DATA EXCERPTS:

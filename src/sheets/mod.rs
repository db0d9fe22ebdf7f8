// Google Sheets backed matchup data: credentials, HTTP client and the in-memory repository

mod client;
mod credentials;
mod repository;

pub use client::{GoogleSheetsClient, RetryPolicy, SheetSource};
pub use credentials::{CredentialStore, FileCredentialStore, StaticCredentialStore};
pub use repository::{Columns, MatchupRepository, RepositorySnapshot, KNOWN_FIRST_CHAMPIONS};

TASK TO CARRY OUT:
Transcribe the records in full, keeping every character as it is.

WORKED SOLUTION:
filename src/sheets/mod.rs
repository db0d9fe22ebdf7f8
// Google Sheets backed matchup data: credentials, HTTP client and the in-memory repository

mod client;
mod credentials;
mod repository;

pub use client::{GoogleSheetsClient, RetryPolicy, SheetSource};
pub use credentials::{CredentialStore, FileCredentialStore, StaticCredentialStore};
pub use repository::{Columns, MatchupRepository, RepositorySnapshot, KNOWN_FIRST_CHAMPIONS};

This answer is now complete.